À l’origine de la contestation qui vire à la fronde, le calcul des émissions de CO2 par l’Europe à l’échappement plutôt que de tenir compte de l’analyse du cycle de vie. À ce jeu, forcément, l’électrique et l’hydrogène ressortent gagnants. Sauf que les territoires, les transporteurs, les donneurs d’ordres et les constructeurs savent aussi calculer et ont pris les devants il y a déjà quelques années en s’engageant dans des voies efficaces de leur point de vue et financièrement soutenables.

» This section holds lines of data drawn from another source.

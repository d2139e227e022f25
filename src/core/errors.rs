use std::path::PathBuf;
use std::time::Duration;

use axum::{http::StatusCode, response::IntoResponse, Json};
use serde_json::json;
use thiserror::Error;

use crate::rag::PipelineStage;

/// Fatal at startup: the process must not serve with a partial corpus.
#[derive(Debug, Error)]
pub enum CorpusLoadError {
    #[error("corpus snapshot not found: {0}")]
    Missing(PathBuf),
    #[error("failed to read corpus snapshot {path}: {source}")]
    Unreadable {
        path: PathBuf,
        #[source]
        source: std::io::Error,
    },
    #[error("corpus snapshot {path} is malformed: {source}")]
    Malformed {
        path: PathBuf,
        #[source]
        source: serde_json::Error,
    },
    #[error("corpus snapshot contains no records")]
    Empty,
    #[error("record {index} has an empty embedding")]
    EmptyEmbedding { index: usize },
    #[error("record {index} has embedding dimension {found}, expected {expected}")]
    DimensionMismatch {
        index: usize,
        expected: usize,
        found: usize,
    },
    #[error("snapshot declares dimension {declared} but records have dimension {found}")]
    DeclaredDimensionMismatch { declared: usize, found: usize },
    #[error("record {index} has a non-finite embedding value")]
    NonFiniteEmbedding { index: usize },
    #[error("corpus dimension {corpus} does not match embedder dimension {embedder}")]
    EmbedderMismatch { corpus: usize, embedder: usize },
    #[error("embedder probe failed: {0}")]
    EmbedderProbe(#[source] EmbeddingError),
}

#[derive(Debug, Error)]
pub enum EmbeddingError {
    #[error("embedder unreachable: {0}")]
    Unreachable(String),
    #[error("embedder returned {status}: {body}")]
    Status { status: u16, body: String },
    #[error("malformed embedding response: {0}")]
    Malformed(String),
    #[error("query embedding has dimension {found}, corpus expects {expected}")]
    DimensionMismatch { expected: usize, found: usize },
}

#[derive(Debug, Error)]
pub enum GenerationError {
    #[error("generator unreachable: {0}")]
    Unreachable(String),
    #[error("generator timed out after {0:?}")]
    Timeout(Duration),
    #[error("generator returned {status}: {body}")]
    Status { status: u16, body: String },
    #[error("malformed generation response: {0}")]
    Malformed(String),
}

/// Per-request failure of `AnswerPipeline::answer`.
#[derive(Debug, Error)]
pub enum AnswerError {
    #[error("question is empty")]
    EmptyQuestion,
    #[error("question is {length} characters, limit is {limit}")]
    QuestionTooLong { length: usize, limit: usize },
    #[error("embedding failed: {0}")]
    Embedding(#[from] EmbeddingError),
    #[error("generation failed after {attempts} attempt(s): {source}")]
    Generation {
        attempts: u32,
        #[source]
        source: GenerationError,
    },
}

impl AnswerError {
    /// Stage the request was in when it failed.
    pub fn stage(&self) -> PipelineStage {
        match self {
            AnswerError::EmptyQuestion | AnswerError::QuestionTooLong { .. } => PipelineStage::Idle,
            AnswerError::Embedding(_) => PipelineStage::Embedding,
            AnswerError::Generation { .. } => PipelineStage::Generating,
        }
    }

    /// Short machine-readable label used by the HTTP shell.
    pub fn kind(&self) -> &'static str {
        match self {
            AnswerError::EmptyQuestion | AnswerError::QuestionTooLong { .. } => "invalid_question",
            AnswerError::Embedding(_) => "embedding",
            AnswerError::Generation { .. } => "generation",
        }
    }
}

#[derive(Debug, Error)]
pub enum ApiError {
    #[error("bad request: {0}")]
    BadRequest(String),
    #[error("upstream {kind} failure: {message}")]
    BadGateway { kind: &'static str, message: String },
    #[error("internal error: {0}")]
    Internal(String),
}

impl ApiError {
    pub fn internal<E: std::fmt::Display>(err: E) -> Self {
        ApiError::Internal(err.to_string())
    }
}

impl From<AnswerError> for ApiError {
    fn from(err: AnswerError) -> Self {
        match err {
            AnswerError::EmptyQuestion | AnswerError::QuestionTooLong { .. } => {
                ApiError::BadRequest(err.to_string())
            }
            AnswerError::Embedding(_) | AnswerError::Generation { .. } => ApiError::BadGateway {
                kind: err.kind(),
                message: err.to_string(),
            },
        }
    }
}

impl IntoResponse for ApiError {
    fn into_response(self) -> axum::response::Response {
        let (status, body) = match &self {
            ApiError::BadRequest(msg) => (StatusCode::BAD_REQUEST, json!({ "error": msg })),
            ApiError::BadGateway { kind, message } => (
                StatusCode::BAD_GATEWAY,
                json!({ "error": message, "kind": kind }),
            ),
            ApiError::Internal(msg) => (StatusCode::INTERNAL_SERVER_ERROR, json!({ "error": msg })),
        };

        (status, Json(body)).into_response()
    }
}
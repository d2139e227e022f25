use async_trait::async_trait;

use super::types::GenerateOptions;
use crate::core::errors::{EmbeddingError, GenerationError};

/// Maps text to a fixed-dimension vector.
#[async_trait]
pub trait Embedder: Send + Sync {
    /// return the backend name (e.g. "ollama")
    fn name(&self) -> &str;

    async fn embed(&self, text: &str) -> Result<Vec<f32>, EmbeddingError>;
}

/// Produces free text for a prompt.
#[async_trait]
pub trait Generator: Send + Sync {
    /// return the backend name (e.g. "ollama")
    fn name(&self) -> &str;

    /// One attempt. Retries and the overall deadline are the caller's concern.
    async fn generate(
        &self,
        prompt: &str,
        options: &GenerateOptions,
    ) -> Result<String, GenerationError>;
}
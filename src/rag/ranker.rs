//! Top-K passage selection by cosine similarity.

use crate::corpus::{Corpus, PassageRecord};
use crate::vector_math::rank_descending_by_cosine;

/// A passage paired with its similarity to the query.
#[derive(Debug, Clone, Copy)]
pub struct RankedPassage<'a> {
    pub record: &'a PassageRecord,
    /// Position of the record in the corpus.
    pub index: usize,
    pub score: f32,
}

/// Returns the `k` most similar passages in descending score order.
///
/// Every call re-scans the whole corpus. Exact score ties keep corpus order.
/// Returns all records when the corpus holds fewer than `k`.
pub fn rank<'a>(query_embedding: &[f32], corpus: &'a Corpus, k: usize) -> Vec<RankedPassage<'a>> {
    if k == 0 {
        return Vec::new();
    }

    let mut scored = rank_descending_by_cosine(
        query_embedding,
        corpus.records().iter().map(|record| record.embedding.as_slice()),
    );
    scored.truncate(k);

    scored
        .into_iter()
        .filter_map(|(index, score)| {
            corpus.get(index).map(|record| RankedPassage {
                record,
                index,
                score,
            })
        })
        .collect()
}
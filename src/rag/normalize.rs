use std::sync::OnceLock;

use regex::Regex;

/// Generator output after cleanup.
#[derive(Debug, Clone, PartialEq, Eq)]
pub struct NormalizedAnswer {
    pub text: String,
    pub insufficient: bool,
}

static ANSWER_LABEL: OnceLock<Option<Regex>> = OnceLock::new();
static BLANK_LINES: OnceLock<Option<Regex>> = OnceLock::new();

fn answer_label() -> Option<&'static Regex> {
    ANSWER_LABEL
        .get_or_init(|| Regex::new(r"(?i)^\s*(answer|response)\s*:\s*").ok())
        .as_ref()
}

fn blank_lines() -> Option<&'static Regex> {
    BLANK_LINES
        .get_or_init(|| Regex::new(r"\n[ \t]*(\n[ \t]*)+").ok())
        .as_ref()
}

/// Cleans raw model output and detects the insufficiency sentence.
///
/// Returns `None` when nothing is left after cleanup.
pub fn normalize_answer(raw: &str, insufficient_message: &str) -> Option<NormalizedAnswer> {
    let raw = raw.trim();
    let stripped = match answer_label() {
        Some(re) => re.replace(raw, ""),
        None => raw.into(),
    };
    let collapsed = match blank_lines() {
        Some(re) => re.replace_all(stripped.trim(), "\n\n"),
        None => stripped.trim().into(),
    };
    let text = unwrap_quotes(collapsed.trim()).trim().to_string();

    if text.is_empty() {
        return None;
    }

    let message = insufficient_message.trim();
    let insufficient = !message.is_empty() && sentence_key(&text) == sentence_key(message);

    if insufficient {
        return Some(NormalizedAnswer {
            text: message.to_string(),
            insufficient: true,
        });
    }

    Some(NormalizedAnswer {
        text,
        insufficient: false,
    })
}

/// Drops one pair of double quotes wrapping the whole text.
fn unwrap_quotes(text: &str) -> &str {
    text.strip_prefix('"')
        .and_then(|inner| inner.strip_suffix('"'))
        .filter(|inner| !inner.contains('"'))
        .unwrap_or(text)
}

/// Case-, quote- and punctuation-insensitive form of a single sentence.
fn sentence_key(text: &str) -> String {
    text.trim_matches(|c: char| c.is_whitespace() || matches!(c, '"' | '\'' | '.' | '!'))
        .split_whitespace()
        .collect::<Vec<_>>()
        .join(" ")
        .to_lowercase()
}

« Depuis quelques mois, l’électrique voit son image écornée par les loueurs et les transporteurs », a mis en avant Selma Treboul, directrice des affaires publiques pour l’association France Mobilité Biogaz. Vice-Président du conseil régional des Pays de la Loire, Philippe Henry est lassé par « la politique des petits pas de l’Europe » et milite pour que les Etats dispose d’une latitude suffisante afin de prendre les choix qui s’imposent en fonction des richesses des territoires : « Nous voulons une autonomie énergétique. L’avantage est au bioGNV produit localement dont on connaît les coûts de production ».

Théo Farge et Selma Treboul

Théo Farge, responsable technique, sécurité et environnement à la Fédération nationale des transports de voyageurs (FNTV) a son idée concernant le blocage mono énergie de la grande institution : « L’accent a été mis sur la production massive d’énergies renouvelables avec le solaire et l’éolien. Du coup, c’est plus facile ensuite pour l’Europe de vendre la mobilité électrique que celle qui s’appuie sur la biomasse ».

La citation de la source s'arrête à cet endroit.